High Performance Implementation of Image Scaling Processor in FPGA Using Bilinear Interpolation

S.Hariprasath\(^1\), M.Santhy\(^2\),
\(^1,2\)Saranathan College of Engineering,
Trichy, Tamil Nadu, India

Abstract
Image scaling is an imperative task in most of the machine vision applications like pattern recognition, pattern understanding. The Region of Interest (ROI) in the image must be resized before features are extracted. At different resolutions the region to be processed is described in order to evaluate the content present in the image under interest. In this paper, memory efficient and delay efficient image scaling algorithm is implemented. The proposed method consists of four modules namely sharpening filter, clamp filter, edge detector and bilinear interpolator. The bilinear interpolation algorithm is chosen as scale up or scale down algorithm due to its simplicity, high quality output and less operational cycles consumption in hardware compared other well-known methods like cubic interpolation, nearest neighbourhood interpolation. Using Verilog HDL, the RTL description of the algorithm is developed and the functional output is verified using Modelsim10.4a. Using Xilinx 9.2i IDE, the RTL implementation is verified. The target FPGA chosen is Spartan3 XC3S400PG208 board. For the input images of size 64*64, 8 bit gray scale image, the operating frequency of the design is found to be equal to 215.64MHz. The area occupied for the proposed algorithm is less compared exiting implementations.

Key words - image processing, scaling, FPGA, Verilog, PSNR.

I. INTRODUCTION
Image scaling is a significant process for resizing an image. Digital display devices such as liquid crystal display (LCD) or plasma display panel (PDP), digital camera, surveillance camera, digital video recorders, digital photo frame, mobile phone, tablet PC become increasingly popular nowadays. Hence the demand and significance of image scaling are very high.

There are various scaling methods which can be generally classified as polynomial based methods and non-polynomial based methods [1].

Hence in this work bilinear interpolation algorithm is chosen for implementation.

Pei-Yin Chen, Chi-Yuan Lien [3] have proposed a method for implementing edge oriented image scaling processor. In their implementation, the architecture designed has seven stages. A processing rate of about 200 MHz is achieved by using TSMC 0.18-mum technology.

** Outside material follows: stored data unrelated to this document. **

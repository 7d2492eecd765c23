use crate::grading::{self, ShortAnswerKey};
use crate::ipc::error::{err, ok};
use crate::ipc::types::{AppState, Request};
use chrono::Utc;
use rusqlite::{Connection, OptionalExtension};
use serde_json::json;
use uuid::Uuid;

struct QuestionRow {
    id: String,
    kind: String,
    points: i64,
    correct_text: Option<String>,
    correct_pattern: Option<String>,
    case_sensitive: bool,
}

fn load_question_rows(
    conn: &Connection,
    quiz_id: &str,
) -> Result<Vec<QuestionRow>, rusqlite::Error> {
    let mut stmt = conn.prepare(
        "SELECT id, kind, points, correct_text, correct_pattern, case_sensitive
         FROM quiz_questions WHERE quiz_id = ? ORDER BY rowid",
    )?;
    let rows = stmt
        .query_map([quiz_id], |row| {
            Ok(QuestionRow {
                id: row.get(0)?,
                kind: row.get(1)?,
                points: row.get(2)?,
                correct_text: row.get(3)?,
                correct_pattern: row.get(4)?,
                case_sensitive: row.get::<_, i64>(5)? != 0,
            })
        })?
        .collect::<Result<Vec<_>, _>>()?;
    Ok(rows)
}

fn handle_start(state: &mut AppState, req: &Request) -> serde_json::Value {
    let Some(conn) = state.db.as_ref() else {
        return err(&req.id, "no_workspace", "select a workspace first", None);
    };

    let quiz_id = match req.params.get("quizId").and_then(|v| v.as_str()) {
        Some(v) => v.to_string(),
        None => return err(&req.id, "bad_params", "missing quizId", None),
    };
    let student_id = match req.params.get("studentId").and_then(|v| v.as_str()) {
        Some(v) => v.to_string(),
        None => return err(&req.id, "bad_params", "missing studentId", None),
    };

    let attempt_limit: Option<i64> = match conn
        .query_row(
            "SELECT attempt_limit FROM quizzes WHERE id = ?",
            [&quiz_id],
            |r| r.get(0),
        )
        .optional()
    {
        Ok(v) => v,
        Err(e) => return err(&req.id, "db_query_failed", e.to_string(), None),
    };
    let Some(attempt_limit) = attempt_limit else {
        return err(&req.id, "not_found", "quiz not found", None);
    };

    // An unfinished attempt is resumed rather than stacked; leaving the page
    // never burns one of the student's tries.
    let open: Option<(String, i64)> = match conn
        .query_row(
            "SELECT id, attempt_no FROM quiz_attempts
             WHERE quiz_id = ? AND student_id = ? AND submitted_at IS NULL",
            (&quiz_id, &student_id),
            |r| Ok((r.get(0)?, r.get(1)?)),
        )
        .optional()
    {
        Ok(v) => v,
        Err(e) => return err(&req.id, "db_query_failed", e.to_string(), None),
    };
    if let Some((attempt_id, attempt_no)) = open {
        return ok(
            &req.id,
            json!({ "attemptId": attempt_id, "attemptNo": attempt_no, "resumed": true }),
        );
    }

    // Only submitted attempts count against the limit.
    let (submitted, total): (i64, i64) = match conn.query_row(
        "SELECT
           COUNT(*) FILTER (WHERE submitted_at IS NOT NULL),
           COUNT(*)
         FROM quiz_attempts WHERE quiz_id = ? AND student_id = ?",
        (&quiz_id, &student_id),
        |r| Ok((r.get(0)?, r.get(1)?)),
    ) {
        Ok(v) => v,
        Err(e) => return err(&req.id, "db_query_failed", e.to_string(), None),
    };
    if attempt_limit > 0 && submitted >= attempt_limit {
        return err(
            &req.id,
            "attempt_limit_reached",
            format!("attempt limit of {} reached", attempt_limit),
            Some(json!({ "limit": attempt_limit, "submitted": submitted })),
        );
    }

    let attempt_id = Uuid::new_v4().to_string();
    let attempt_no = total + 1;
    if let Err(e) = conn.execute(
        "INSERT INTO quiz_attempts(id, quiz_id, student_id, attempt_no, started_at)
         VALUES(?, ?, ?, ?, ?)",
        (
            &attempt_id,
            &quiz_id,
            &student_id,
            attempt_no,
            Utc::now().to_rfc3339(),
        ),
    ) {
        return err(
            &req.id,
            "db_insert_failed",
            e.to_string(),
            Some(json!({ "table": "quiz_attempts" })),
        );
    }

    ok(
        &req.id,
        json!({ "attemptId": attempt_id, "attemptNo": attempt_no, "resumed": false }),
    )
}

fn handle_submit(state: &mut AppState, req: &Request) -> serde_json::Value {
    let Some(conn) = state.db.as_ref() else {
        return err(&req.id, "no_workspace", "select a workspace first", None);
    };

    let attempt_id = match req.params.get("attemptId").and_then(|v| v.as_str()) {
        Some(v) => v.to_string(),
        None => return err(&req.id, "bad_params", "missing attemptId", None),
    };
    let answers = req
        .params
        .get("answers")
        .and_then(|v| v.as_array())
        .cloned()
        .unwrap_or_default();

    let attempt: Option<(String, Option<String>)> = match conn
        .query_row(
            "SELECT quiz_id, submitted_at FROM quiz_attempts WHERE id = ?",
            [&attempt_id],
            |r| Ok((r.get(0)?, r.get(1)?)),
        )
        .optional()
    {
        Ok(v) => v,
        Err(e) => return err(&req.id, "db_query_failed", e.to_string(), None),
    };
    let (quiz_id, submitted_at) = match attempt {
        Some(v) => v,
        None => return err(&req.id, "not_found", "attempt not found", None),
    };
    if submitted_at.is_some() {
        return err(
            &req.id,
            "already_submitted",
            "this attempt was already submitted",
            None,
        );
    }

    let questions = match load_question_rows(conn, &quiz_id) {
        Ok(q) => q,
        Err(e) => return err(&req.id, "db_query_failed", e.to_string(), None),
    };

    // questionId -> (choiceId, text) as the student sent them.
    let mut by_question: std::collections::HashMap<String, (Option<String>, Option<String>)> =
        std::collections::HashMap::new();
    for answer in &answers {
        let Some(question_id) = answer.get("questionId").and_then(|v| v.as_str()) else {
            return err(&req.id, "bad_params", "answer missing questionId", None);
        };
        by_question.insert(
            question_id.to_string(),
            (
                answer
                    .get("choiceId")
                    .and_then(|v| v.as_str())
                    .map(|s| s.to_string()),
                answer
                    .get("text")
                    .and_then(|v| v.as_str())
                    .map(|s| s.to_string()),
            ),
        );
    }

    let tx = match conn.unchecked_transaction() {
        Ok(t) => t,
        Err(e) => return err(&req.id, "db_tx_failed", e.to_string(), None),
    };

    let mut auto_score: i64 = 0;
    let mut total_possible: i64 = 0;
    let mut pending_review = false;
    let mut results = Vec::with_capacity(questions.len());

    for question in &questions {
        total_possible += question.points;
        let (choice_id, text) = by_question
            .get(&question.id)
            .cloned()
            .unwrap_or((None, None));

        let verdict: Option<bool> = if question.kind == "mcq" {
            let selected: Option<bool> = match choice_id.as_deref() {
                Some(id) => {
                    match tx
                        .query_row(
                            "SELECT is_correct FROM quiz_choices WHERE id = ? AND question_id = ?",
                            (id, &question.id),
                            |r| r.get::<_, i64>(0),
                        )
                        .optional()
                    {
                        Ok(v) => v.map(|n| n != 0),
                        Err(e) => {
                            let _ = tx.rollback();
                            return err(&req.id, "db_query_failed", e.to_string(), None);
                        }
                    }
                }
                None => None,
            };
            Some(grading::grade_choice(selected))
        } else {
            let key = ShortAnswerKey {
                reference: question.correct_text.as_deref(),
                pattern: question.correct_pattern.as_deref(),
                case_sensitive: question.case_sensitive,
            };
            grading::grade_short_answer(&key, text.as_deref().unwrap_or(""))
        };

        if verdict.is_none() {
            pending_review = true;
        }
        let awarded = grading::points_awarded(verdict, question.points);
        auto_score += awarded;

        if let Err(e) = tx.execute(
            "INSERT INTO quiz_answers(id, attempt_id, question_id, choice_id, answer_text, is_correct, points_awarded)
             VALUES(?, ?, ?, ?, ?, ?, ?)",
            (
                Uuid::new_v4().to_string(),
                &attempt_id,
                &question.id,
                &choice_id,
                &text,
                verdict.map(|b| if b { 1 } else { 0 }),
                awarded,
            ),
        ) {
            let _ = tx.rollback();
            return err(
                &req.id,
                "db_insert_failed",
                e.to_string(),
                Some(json!({ "table": "quiz_answers" })),
            );
        }

        results.push(json!({
            "questionId": question.id,
            "correct": verdict,
            "pointsAwarded": awarded,
            "maxPoints": question.points
        }));
    }

    if let Err(e) = tx.execute(
        "UPDATE quiz_attempts SET submitted_at = ?, auto_score = ? WHERE id = ?",
        (Utc::now().to_rfc3339(), auto_score, &attempt_id),
    ) {
        let _ = tx.rollback();
        return err(&req.id, "db_update_failed", e.to_string(), None);
    }
    if let Err(e) = tx.commit() {
        return err(&req.id, "db_commit_failed", e.to_string(), None);
    }

    ok(
        &req.id,
        json!({
            "autoScore": auto_score,
            "totalPossible": total_possible,
            "pendingReview": pending_review,
            "results": results
        }),
    )
}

Francisco Cardells-Tormo and Jordi Arnabat-Benedicto [4] have implemented a digital friendly architecture of two dimensional separable convolutional algorithm for image scaling purpose.

In the architecture proposed by Lun Chen [5], low cost implementation is taken as design constraint. H. Kim, Y. Cha, and S. Kim [6] have designed curvature based interpolation method zooming digital images. J.W.Han, J.H.Ki [7] have proposed a novel bilateral filter for image zooming.

For hardware implementation polynomial based methods are generally preferred over Non-polynomial based methods due to less memory requirement and simple mathematical modeling. Some of the polynomial based methods are nearest neighborhood method, bilinear interpolation, bi-cubic interpolation. Among these algorithms [8, 9], the nearest neighborhood method is the simplest and cost effective in terms of logic cells consumption in hardware implementation. But the scaled output images may consist of blocking and aliasing artifacts.

Shih-Lun Chen [10] have proposed a adaptive scaling procedure to implement zooming of image pixels.

In Bilinear interpolation, the target pixel is obtained by performing linear interpolation in both horizontal and vertical directions. By interpolating the image in this manner causes the edges of scaled image to become blurred and aliased. In order to smoothen these effects, clamp filters and sharpening spatial filters as pre filters along with an edge detector to enhance the edges are used. For real time applications, low complex image processing algorithms are needed for FPGA implementation. This algorithm demands low computing resources and less memory storage per pixel. The choice of clamp parameter C and...
sharpening value $S$ are limited by the above requirements.

The rest of the paper is organized as follows. The proposed system model is explained in Section II. The parameters chosen for achieving low area implementation are explained in Section III and simulation and synthesis results are explained in Section IV. Finally the conclusion is presented in Section V.

II. METHODOLOGY

The flow diagram of our proposed scaling algorithm is shown in figure 1.

![Design Flow diagram](image)

The structure consists of a sharpening spatial filter, a clamp filter and bilinear interpolator. The clamp filter is a generalized weighted smoothing filter which is used for smoothening uncontrollable condition known as an aliasing effect. This is followed by a sharpening spatial filter (high pass filter) to reduce the blurring artifacts.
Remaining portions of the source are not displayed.